Why don’t we know much about TB in dogs?
There are few people who work in companion animal infectious diseases, so not a lot of study has been done in this area. TB isn’t a major health problem in dogs, so it’s hard to find money from canine groups to do that type of research. TB in dogs is a pretty oddball phenomenon for human healthcare funding to pay much attention to it. I’ve had a good study of TB in dogs in mind for a while, but it would be exceptionally difficult to get it funded.
Another problem is testing. Screening tests used in people like the tuberculin skin test and IGRA are not useful in dogs. So, we don’t have an easy, readily accessible test in this species. Diagnosing active TB including shedding of the bacterium is even more difficult. Unlike people, where sputum samples are easily collected and tested, getting a good respiratory sample from a dog is more of a challenge. Furthermore, TB may be more of a gastrointestinal issue in dogs (vs respiratory), so we don’t know the optimal testing approach.
Is euthanasia indicated if a dog has TB?
This dog died, and euthanasia in advance of that would probably have been justifiable based on its severe disease. The question that comes up in other cases is what to do with a dog that might have TB but isn’t very sick. TB is potentially treatable, but it requires long-term treatment with combinations of drugs, and we don’t have any evidence to to tell us what the optimal treatment regimen in dogs is. There’s also concern about human exposure during treatment and the (very unlikely but possible) emergence of resistance during treatment of the dog.

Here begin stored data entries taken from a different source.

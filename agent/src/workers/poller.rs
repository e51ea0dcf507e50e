//! Polling worker for scheduled refreshes

use std::future::Future;
use std::pin::Pin;
use std::time::Duration;

use tracing::{debug, info, warn};

use crate::sync::coordinator::Coordinator;

/// Run the poller worker for one coordinator.
///
/// A failed refresh only degrades availability; the next tick retries.
pub async fn run<S, F>(
    coordinator: &Coordinator,
    sleep_fn: S,
    mut shutdown_signal: Pin<Box<dyn Future<Output = ()> + Send>>,
) where
    S: Fn(Duration) -> F,
    F: Future<Output = ()>,
{
    info!("Poller for {} starting (every {:?})...", coordinator.name(), coordinator.interval());

    loop {
        tokio::select! {
            _ = &mut shutdown_signal => {
                info!("Poller for {} shutting down...", coordinator.name());
                return;
            }
            _ = sleep_fn(coordinator.interval()) => {}
        }

        debug!("Polling {}...", coordinator.name());

        match coordinator.refresh().await {
            Ok(_) => {
                debug!("{} refreshed", coordinator.name());
            }
            Err(e) => {
                warn!("{} refresh failed, retrying next tick: {}", coordinator.name(), e);
            }
        }
    }
}
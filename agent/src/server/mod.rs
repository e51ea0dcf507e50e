//! Local HTTP API exposing entity states and user actions

pub mod handlers;
pub mod serve;
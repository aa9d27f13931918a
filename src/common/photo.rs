use chrono::{DateTime, Utc};
use image::RgbImage;
use std::sync::Arc;
use uuid::Uuid;

/// A captured photograph handed to the pipeline by the capture layer.
/// The pixel data is shared, never copied, and only read.
#[derive(Clone)]
pub struct Photo {
    id: Uuid,
    pixels: Arc<RgbImage>,
    captured_at: DateTime<Utc>,
}

impl Photo {
    pub fn new(pixels: RgbImage) -> Self {
        Self::with_metadata(Uuid::new_v4(), pixels, Utc::now())
    }

    pub fn with_metadata(id: Uuid, pixels: RgbImage, captured_at: DateTime<Utc>) -> Self {
        Self {
            id,
            pixels: Arc::new(pixels),
            captured_at,
        }
    }

    pub fn id(&self) -> Uuid {
        self.id
    }

    pub fn pixels(&self) -> &RgbImage {
        &self.pixels
    }

    pub fn shared_pixels(&self) -> Arc<RgbImage> {
        Arc::clone(&self.pixels)
    }

    pub fn captured_at(&self) -> DateTime<Utc> {
        self.captured_at
    }

    pub fn is_empty(&self) -> bool {
        self.pixels.width() == 0 || self.pixels.height() == 0
    }
}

This case raises a similar issue, since the dog was infected with a strain that was already resistant to a variety of antibiotics, which is a very serious public health concern, and which would increase the support for euthanasia (based both on the inability to treat the dog effectively and concern about dissemination of this very concerning resistant strain).
TB is one of the most common and important infectious diseases in humans globally, and it’s a disease that is getting more problematic over time. Questions about what to do with exposed dogs are important to address, and more information is needed about the risks to and from pets to make sure we can handle these situations as effectively as possible.